• **Task requirements**: Report each line of the records where "join" occurs.

• **Task input**:
_ _ _ _ _

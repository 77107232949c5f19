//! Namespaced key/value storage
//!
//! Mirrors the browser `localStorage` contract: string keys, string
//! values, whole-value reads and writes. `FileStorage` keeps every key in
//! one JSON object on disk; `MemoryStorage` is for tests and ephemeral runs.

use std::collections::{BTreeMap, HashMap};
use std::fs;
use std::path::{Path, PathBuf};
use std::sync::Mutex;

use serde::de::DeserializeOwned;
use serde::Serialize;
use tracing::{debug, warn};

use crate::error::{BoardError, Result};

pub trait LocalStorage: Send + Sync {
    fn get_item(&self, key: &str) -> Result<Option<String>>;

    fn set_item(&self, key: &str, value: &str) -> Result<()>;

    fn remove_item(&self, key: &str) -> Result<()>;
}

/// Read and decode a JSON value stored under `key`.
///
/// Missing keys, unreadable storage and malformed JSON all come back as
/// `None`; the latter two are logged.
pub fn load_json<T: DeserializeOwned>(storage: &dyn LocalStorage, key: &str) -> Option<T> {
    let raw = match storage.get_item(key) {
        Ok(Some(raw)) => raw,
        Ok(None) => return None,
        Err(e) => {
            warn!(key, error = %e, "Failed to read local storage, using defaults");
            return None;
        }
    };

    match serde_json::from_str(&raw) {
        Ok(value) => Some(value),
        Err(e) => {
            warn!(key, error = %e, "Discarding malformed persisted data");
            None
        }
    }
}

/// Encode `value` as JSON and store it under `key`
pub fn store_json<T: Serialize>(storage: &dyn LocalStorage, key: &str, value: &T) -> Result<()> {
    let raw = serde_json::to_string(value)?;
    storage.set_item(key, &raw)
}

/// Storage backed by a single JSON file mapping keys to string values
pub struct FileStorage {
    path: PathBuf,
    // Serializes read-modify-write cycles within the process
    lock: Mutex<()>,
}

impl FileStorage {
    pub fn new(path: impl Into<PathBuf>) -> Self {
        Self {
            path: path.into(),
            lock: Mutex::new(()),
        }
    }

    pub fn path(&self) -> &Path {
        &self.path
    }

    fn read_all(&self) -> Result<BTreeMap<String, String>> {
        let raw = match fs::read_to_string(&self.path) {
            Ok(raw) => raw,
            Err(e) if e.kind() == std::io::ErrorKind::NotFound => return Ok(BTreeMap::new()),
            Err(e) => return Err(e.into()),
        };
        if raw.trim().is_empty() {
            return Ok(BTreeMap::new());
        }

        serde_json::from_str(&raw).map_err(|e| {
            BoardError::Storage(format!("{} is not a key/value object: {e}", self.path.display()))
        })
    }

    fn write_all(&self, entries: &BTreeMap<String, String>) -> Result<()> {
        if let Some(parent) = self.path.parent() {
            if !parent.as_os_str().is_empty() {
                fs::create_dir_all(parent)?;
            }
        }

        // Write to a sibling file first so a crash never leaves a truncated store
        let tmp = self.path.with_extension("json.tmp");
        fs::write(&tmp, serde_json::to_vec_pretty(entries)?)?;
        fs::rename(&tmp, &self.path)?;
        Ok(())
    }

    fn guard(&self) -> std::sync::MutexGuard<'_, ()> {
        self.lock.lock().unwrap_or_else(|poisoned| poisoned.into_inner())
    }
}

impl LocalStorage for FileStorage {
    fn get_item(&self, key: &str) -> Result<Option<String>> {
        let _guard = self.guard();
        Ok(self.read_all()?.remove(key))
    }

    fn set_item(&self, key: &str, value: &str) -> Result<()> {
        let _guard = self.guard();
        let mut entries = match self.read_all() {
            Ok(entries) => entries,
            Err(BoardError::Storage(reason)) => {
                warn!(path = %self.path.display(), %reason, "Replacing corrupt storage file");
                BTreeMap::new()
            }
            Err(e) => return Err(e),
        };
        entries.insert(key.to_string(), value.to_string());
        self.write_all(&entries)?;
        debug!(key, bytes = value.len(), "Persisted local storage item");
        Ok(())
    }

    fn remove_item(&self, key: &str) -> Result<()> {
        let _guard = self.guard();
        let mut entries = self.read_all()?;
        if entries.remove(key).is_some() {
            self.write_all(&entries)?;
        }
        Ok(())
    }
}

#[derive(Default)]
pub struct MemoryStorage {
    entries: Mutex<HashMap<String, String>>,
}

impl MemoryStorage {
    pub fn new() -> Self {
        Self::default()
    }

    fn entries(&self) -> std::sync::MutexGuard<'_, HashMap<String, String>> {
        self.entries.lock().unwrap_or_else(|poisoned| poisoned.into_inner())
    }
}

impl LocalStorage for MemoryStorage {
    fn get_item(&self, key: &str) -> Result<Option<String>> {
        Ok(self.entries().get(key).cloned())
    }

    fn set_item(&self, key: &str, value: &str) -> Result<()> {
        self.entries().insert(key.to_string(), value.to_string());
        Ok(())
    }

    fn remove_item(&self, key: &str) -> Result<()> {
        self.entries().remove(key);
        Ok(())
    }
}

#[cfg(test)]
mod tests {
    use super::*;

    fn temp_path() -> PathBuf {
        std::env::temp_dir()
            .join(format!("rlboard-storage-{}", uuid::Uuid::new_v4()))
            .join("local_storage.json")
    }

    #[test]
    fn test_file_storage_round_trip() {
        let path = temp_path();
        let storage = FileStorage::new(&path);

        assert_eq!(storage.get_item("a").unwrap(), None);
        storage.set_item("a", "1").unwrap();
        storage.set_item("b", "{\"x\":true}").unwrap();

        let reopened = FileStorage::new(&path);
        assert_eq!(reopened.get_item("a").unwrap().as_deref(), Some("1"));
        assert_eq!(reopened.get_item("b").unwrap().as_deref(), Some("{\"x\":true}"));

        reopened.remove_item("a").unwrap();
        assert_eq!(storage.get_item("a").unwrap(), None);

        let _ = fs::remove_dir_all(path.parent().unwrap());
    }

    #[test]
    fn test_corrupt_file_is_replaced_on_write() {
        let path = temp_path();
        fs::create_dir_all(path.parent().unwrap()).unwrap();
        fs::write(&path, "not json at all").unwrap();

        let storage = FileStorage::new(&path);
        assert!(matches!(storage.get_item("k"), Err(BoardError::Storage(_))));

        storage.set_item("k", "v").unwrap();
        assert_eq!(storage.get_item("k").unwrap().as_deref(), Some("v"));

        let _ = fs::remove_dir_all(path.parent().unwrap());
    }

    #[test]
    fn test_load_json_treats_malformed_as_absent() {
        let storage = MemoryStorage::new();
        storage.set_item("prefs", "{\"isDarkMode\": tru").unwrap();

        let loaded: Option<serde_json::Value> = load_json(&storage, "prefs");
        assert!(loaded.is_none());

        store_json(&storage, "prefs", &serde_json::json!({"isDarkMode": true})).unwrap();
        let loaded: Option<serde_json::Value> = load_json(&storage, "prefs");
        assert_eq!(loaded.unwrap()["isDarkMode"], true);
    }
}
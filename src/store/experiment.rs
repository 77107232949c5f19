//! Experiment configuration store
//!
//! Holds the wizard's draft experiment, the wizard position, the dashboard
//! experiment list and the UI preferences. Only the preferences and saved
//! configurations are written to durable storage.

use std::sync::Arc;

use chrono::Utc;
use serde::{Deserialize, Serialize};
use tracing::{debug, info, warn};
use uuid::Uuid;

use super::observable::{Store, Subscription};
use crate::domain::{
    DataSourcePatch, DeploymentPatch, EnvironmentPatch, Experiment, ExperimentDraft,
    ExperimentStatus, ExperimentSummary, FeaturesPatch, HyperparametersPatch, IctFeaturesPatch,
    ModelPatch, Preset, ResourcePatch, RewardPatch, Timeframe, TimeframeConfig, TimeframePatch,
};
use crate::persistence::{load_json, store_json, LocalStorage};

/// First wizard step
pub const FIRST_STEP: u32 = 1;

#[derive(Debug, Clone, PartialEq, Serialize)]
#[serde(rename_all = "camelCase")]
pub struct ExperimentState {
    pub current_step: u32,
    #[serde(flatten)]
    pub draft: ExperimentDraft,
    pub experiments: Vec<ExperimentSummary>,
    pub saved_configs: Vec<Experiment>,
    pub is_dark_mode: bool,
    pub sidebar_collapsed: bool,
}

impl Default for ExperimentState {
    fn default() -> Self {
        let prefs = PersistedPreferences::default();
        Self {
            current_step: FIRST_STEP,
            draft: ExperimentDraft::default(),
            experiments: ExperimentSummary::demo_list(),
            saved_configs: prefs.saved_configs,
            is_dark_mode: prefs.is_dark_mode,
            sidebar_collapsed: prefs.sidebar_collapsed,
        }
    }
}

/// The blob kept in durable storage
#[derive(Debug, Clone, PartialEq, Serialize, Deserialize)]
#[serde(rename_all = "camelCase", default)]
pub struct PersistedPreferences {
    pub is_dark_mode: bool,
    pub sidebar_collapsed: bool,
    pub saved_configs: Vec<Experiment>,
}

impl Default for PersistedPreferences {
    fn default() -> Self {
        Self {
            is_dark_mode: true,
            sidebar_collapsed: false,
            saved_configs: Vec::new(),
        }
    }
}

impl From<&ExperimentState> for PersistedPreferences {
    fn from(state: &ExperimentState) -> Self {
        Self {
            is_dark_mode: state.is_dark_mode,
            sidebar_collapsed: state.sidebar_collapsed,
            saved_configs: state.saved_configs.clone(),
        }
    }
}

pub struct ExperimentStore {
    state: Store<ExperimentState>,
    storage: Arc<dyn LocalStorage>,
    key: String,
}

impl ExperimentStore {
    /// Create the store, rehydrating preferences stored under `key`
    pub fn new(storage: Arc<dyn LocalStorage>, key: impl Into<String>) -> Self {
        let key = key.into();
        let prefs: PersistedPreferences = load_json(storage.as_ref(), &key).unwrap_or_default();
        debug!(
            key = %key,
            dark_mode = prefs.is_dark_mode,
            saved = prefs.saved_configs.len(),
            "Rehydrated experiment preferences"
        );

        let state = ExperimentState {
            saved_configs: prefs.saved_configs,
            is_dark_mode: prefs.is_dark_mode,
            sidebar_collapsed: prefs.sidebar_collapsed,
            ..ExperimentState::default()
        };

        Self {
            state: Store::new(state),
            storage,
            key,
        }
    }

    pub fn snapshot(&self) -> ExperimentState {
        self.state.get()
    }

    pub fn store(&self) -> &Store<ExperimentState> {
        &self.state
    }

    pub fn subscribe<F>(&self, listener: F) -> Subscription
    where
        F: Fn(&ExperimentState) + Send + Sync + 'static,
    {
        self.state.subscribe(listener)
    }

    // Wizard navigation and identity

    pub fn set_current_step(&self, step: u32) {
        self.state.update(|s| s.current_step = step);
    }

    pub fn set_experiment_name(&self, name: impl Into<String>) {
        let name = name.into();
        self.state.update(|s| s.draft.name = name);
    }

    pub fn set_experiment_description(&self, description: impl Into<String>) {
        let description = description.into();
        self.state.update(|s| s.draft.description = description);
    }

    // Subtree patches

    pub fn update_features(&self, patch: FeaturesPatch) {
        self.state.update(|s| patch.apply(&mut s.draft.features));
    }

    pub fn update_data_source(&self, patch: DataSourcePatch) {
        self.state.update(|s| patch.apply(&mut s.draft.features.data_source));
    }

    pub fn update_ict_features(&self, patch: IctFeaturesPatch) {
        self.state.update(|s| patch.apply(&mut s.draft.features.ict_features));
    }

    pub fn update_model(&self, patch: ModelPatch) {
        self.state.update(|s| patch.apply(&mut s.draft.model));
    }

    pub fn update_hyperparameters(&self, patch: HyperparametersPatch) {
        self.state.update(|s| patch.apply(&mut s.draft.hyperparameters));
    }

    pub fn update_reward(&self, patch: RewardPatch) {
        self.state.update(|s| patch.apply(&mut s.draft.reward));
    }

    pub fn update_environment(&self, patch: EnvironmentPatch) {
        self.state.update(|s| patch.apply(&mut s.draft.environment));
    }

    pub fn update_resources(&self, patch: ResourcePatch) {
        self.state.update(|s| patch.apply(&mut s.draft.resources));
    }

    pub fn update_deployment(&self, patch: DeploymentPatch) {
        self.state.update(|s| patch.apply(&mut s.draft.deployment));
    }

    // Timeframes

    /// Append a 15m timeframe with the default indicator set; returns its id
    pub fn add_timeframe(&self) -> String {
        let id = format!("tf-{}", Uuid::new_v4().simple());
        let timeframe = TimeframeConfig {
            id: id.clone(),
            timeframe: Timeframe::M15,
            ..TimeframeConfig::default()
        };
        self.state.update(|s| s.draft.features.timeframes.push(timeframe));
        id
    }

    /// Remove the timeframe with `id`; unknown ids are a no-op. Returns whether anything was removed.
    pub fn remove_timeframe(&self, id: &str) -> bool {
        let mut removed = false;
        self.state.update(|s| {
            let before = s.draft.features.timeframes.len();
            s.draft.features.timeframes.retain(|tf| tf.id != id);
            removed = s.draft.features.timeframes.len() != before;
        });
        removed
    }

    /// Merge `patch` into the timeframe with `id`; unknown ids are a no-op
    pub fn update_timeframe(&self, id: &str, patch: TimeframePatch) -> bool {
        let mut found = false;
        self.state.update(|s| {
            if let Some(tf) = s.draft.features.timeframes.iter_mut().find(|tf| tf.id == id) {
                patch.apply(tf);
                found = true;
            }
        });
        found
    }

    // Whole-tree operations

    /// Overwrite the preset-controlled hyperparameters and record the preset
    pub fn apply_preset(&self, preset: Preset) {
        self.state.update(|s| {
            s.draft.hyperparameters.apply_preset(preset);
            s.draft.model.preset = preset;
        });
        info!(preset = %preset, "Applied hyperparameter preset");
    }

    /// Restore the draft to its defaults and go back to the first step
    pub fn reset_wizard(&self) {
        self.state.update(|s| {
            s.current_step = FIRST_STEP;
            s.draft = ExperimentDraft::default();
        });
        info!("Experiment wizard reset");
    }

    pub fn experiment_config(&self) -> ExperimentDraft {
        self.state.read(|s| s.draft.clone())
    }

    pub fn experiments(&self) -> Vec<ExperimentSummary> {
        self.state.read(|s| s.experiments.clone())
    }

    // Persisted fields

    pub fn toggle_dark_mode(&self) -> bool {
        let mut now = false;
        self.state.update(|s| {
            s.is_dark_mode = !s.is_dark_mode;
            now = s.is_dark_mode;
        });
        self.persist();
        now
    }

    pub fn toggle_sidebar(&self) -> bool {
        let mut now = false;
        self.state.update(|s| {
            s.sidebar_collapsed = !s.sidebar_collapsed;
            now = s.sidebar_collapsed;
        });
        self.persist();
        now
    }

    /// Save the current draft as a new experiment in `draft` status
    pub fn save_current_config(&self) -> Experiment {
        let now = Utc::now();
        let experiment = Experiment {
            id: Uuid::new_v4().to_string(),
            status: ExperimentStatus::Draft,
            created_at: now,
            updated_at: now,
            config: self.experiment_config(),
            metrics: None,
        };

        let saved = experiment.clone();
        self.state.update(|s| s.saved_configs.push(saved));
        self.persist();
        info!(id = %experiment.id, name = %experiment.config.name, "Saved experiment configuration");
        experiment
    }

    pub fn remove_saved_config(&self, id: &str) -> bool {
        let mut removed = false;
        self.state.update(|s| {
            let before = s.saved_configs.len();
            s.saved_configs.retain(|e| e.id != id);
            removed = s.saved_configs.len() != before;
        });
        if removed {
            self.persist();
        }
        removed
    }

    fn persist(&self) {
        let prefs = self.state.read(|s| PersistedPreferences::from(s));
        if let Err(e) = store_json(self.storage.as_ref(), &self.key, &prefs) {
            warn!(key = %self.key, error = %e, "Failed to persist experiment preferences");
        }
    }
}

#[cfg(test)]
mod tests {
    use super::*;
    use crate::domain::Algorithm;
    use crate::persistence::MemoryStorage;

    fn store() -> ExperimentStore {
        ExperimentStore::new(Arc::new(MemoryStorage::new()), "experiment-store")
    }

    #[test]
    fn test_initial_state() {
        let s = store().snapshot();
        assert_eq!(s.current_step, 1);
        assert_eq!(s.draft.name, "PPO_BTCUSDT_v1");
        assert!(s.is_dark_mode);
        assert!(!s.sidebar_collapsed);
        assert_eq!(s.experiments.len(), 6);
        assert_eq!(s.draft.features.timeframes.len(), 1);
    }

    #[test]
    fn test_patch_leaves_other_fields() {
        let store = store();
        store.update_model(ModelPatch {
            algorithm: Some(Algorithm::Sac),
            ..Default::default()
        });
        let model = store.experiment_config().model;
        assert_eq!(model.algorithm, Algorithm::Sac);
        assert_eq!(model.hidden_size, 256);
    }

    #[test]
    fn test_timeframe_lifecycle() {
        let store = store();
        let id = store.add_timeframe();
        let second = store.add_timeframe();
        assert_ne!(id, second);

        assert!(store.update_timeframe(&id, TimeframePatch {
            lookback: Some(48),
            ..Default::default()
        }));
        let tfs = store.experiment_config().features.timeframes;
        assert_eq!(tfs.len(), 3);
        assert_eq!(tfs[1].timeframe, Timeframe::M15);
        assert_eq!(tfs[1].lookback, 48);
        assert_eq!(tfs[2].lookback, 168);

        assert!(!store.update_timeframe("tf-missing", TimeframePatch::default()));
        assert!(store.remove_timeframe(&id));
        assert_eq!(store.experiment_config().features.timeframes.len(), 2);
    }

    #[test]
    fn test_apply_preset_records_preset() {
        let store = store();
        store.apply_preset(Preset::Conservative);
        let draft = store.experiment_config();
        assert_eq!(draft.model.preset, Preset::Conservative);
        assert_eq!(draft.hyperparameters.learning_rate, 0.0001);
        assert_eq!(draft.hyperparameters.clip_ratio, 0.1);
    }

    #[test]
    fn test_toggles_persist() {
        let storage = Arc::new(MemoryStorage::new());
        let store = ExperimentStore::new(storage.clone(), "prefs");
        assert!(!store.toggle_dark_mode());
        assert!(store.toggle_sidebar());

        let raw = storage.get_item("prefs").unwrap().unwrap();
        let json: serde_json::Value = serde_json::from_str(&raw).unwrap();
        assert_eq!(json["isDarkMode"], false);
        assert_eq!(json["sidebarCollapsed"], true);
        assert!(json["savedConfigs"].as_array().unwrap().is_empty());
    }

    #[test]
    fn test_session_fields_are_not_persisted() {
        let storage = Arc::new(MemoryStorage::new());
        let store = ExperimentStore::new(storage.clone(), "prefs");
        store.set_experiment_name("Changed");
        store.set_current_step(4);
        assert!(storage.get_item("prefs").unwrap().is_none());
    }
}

_ _ _ _ _

• **Exercise output**:
            .join(format!("rlboard-storage-{}", uuid::Uuid::new_v4()))
            .join("local_storage.json")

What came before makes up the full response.